Task instructions
Could you say how many lines in the records include "source"? Please give the number by itself.

Dataset extract
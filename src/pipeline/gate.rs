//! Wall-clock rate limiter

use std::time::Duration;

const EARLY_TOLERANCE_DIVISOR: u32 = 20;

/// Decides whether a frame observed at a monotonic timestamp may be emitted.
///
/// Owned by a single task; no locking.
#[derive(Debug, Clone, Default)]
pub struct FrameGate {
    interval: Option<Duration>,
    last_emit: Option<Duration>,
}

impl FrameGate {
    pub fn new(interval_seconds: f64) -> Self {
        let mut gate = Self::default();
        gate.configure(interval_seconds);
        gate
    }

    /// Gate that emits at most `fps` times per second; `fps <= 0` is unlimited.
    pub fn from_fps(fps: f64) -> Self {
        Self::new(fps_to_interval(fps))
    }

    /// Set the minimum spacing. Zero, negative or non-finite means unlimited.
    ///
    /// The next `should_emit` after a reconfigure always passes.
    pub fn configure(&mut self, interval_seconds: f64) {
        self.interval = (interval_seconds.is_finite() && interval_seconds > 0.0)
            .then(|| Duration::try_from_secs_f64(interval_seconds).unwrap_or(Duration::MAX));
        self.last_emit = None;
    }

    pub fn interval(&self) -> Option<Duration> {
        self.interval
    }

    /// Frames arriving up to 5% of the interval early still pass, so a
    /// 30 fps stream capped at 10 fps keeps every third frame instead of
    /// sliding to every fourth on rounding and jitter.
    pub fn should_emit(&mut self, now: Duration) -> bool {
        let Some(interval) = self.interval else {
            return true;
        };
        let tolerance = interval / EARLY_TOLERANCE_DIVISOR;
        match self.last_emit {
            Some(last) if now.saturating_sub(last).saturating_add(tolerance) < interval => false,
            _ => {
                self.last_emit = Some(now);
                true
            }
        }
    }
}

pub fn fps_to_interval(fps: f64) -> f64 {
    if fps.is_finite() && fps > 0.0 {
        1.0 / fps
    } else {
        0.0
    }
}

* * *

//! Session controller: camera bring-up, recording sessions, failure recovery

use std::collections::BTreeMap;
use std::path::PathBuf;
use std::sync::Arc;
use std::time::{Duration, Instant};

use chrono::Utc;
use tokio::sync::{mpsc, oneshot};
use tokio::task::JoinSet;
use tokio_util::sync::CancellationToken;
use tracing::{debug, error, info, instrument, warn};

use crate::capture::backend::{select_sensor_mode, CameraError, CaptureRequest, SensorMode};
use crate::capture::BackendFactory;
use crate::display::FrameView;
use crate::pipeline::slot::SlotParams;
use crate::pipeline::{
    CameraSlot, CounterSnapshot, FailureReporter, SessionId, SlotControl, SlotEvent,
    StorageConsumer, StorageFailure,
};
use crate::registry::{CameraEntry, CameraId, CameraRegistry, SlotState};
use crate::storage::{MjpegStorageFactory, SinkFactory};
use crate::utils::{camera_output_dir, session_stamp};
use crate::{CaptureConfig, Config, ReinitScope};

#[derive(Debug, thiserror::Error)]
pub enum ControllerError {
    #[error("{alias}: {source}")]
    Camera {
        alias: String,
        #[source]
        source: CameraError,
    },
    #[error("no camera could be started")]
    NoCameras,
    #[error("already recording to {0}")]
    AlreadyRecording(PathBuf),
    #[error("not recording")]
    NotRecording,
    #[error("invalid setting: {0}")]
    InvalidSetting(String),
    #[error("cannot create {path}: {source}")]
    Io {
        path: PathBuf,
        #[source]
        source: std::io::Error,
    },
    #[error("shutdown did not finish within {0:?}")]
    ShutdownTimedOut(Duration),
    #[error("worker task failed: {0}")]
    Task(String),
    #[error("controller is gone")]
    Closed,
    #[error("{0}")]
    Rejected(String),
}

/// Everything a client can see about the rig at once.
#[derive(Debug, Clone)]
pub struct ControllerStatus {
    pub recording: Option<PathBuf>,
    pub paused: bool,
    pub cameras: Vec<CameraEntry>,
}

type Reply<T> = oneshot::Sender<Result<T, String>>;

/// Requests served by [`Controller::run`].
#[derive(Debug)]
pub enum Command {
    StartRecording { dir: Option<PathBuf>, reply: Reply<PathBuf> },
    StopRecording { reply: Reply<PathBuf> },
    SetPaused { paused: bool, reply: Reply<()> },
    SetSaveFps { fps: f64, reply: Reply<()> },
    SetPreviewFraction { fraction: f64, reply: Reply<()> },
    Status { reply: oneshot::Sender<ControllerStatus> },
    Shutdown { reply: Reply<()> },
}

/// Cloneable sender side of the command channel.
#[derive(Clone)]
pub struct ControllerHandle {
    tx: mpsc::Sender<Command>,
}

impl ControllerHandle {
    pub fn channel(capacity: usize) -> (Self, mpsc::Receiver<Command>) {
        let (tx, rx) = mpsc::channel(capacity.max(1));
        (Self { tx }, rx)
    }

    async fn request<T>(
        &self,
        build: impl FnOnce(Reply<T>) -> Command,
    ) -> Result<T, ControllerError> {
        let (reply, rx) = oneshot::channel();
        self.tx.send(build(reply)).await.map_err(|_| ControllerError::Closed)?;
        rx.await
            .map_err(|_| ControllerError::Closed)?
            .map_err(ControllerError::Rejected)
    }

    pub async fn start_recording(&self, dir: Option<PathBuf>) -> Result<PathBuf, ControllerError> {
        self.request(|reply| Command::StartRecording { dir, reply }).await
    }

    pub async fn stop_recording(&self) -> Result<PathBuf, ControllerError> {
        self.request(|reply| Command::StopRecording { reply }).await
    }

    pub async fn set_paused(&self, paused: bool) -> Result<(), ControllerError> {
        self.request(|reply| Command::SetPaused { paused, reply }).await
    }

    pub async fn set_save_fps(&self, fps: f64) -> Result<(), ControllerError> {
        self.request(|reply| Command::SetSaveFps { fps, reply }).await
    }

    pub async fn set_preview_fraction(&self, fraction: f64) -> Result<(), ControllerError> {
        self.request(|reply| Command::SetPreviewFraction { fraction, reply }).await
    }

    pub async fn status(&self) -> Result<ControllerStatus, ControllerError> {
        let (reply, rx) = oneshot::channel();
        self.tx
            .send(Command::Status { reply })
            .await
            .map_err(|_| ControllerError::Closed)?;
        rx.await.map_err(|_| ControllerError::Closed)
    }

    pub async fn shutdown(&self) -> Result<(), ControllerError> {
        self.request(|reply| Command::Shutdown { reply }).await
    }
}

--

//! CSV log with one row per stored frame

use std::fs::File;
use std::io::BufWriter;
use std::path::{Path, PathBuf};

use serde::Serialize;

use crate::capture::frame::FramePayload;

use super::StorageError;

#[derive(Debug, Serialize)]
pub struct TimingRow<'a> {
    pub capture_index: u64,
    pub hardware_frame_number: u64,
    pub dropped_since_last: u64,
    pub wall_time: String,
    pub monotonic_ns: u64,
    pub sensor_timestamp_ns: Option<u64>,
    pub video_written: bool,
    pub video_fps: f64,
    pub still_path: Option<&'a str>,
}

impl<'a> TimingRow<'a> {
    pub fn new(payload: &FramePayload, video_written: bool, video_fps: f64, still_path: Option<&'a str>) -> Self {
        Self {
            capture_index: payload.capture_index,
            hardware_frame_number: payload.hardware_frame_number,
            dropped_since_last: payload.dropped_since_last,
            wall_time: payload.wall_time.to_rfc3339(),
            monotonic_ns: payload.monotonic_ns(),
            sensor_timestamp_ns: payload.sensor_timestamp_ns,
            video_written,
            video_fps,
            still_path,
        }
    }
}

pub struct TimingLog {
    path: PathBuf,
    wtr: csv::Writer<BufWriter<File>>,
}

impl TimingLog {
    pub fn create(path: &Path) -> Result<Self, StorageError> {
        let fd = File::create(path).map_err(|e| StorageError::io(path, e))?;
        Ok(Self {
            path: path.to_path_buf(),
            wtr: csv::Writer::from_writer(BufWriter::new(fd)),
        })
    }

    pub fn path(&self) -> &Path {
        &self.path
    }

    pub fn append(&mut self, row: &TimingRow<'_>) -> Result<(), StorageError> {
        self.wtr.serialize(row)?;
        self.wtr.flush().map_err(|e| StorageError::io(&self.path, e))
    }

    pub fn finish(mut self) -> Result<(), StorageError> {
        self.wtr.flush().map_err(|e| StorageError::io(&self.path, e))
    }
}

Solution
6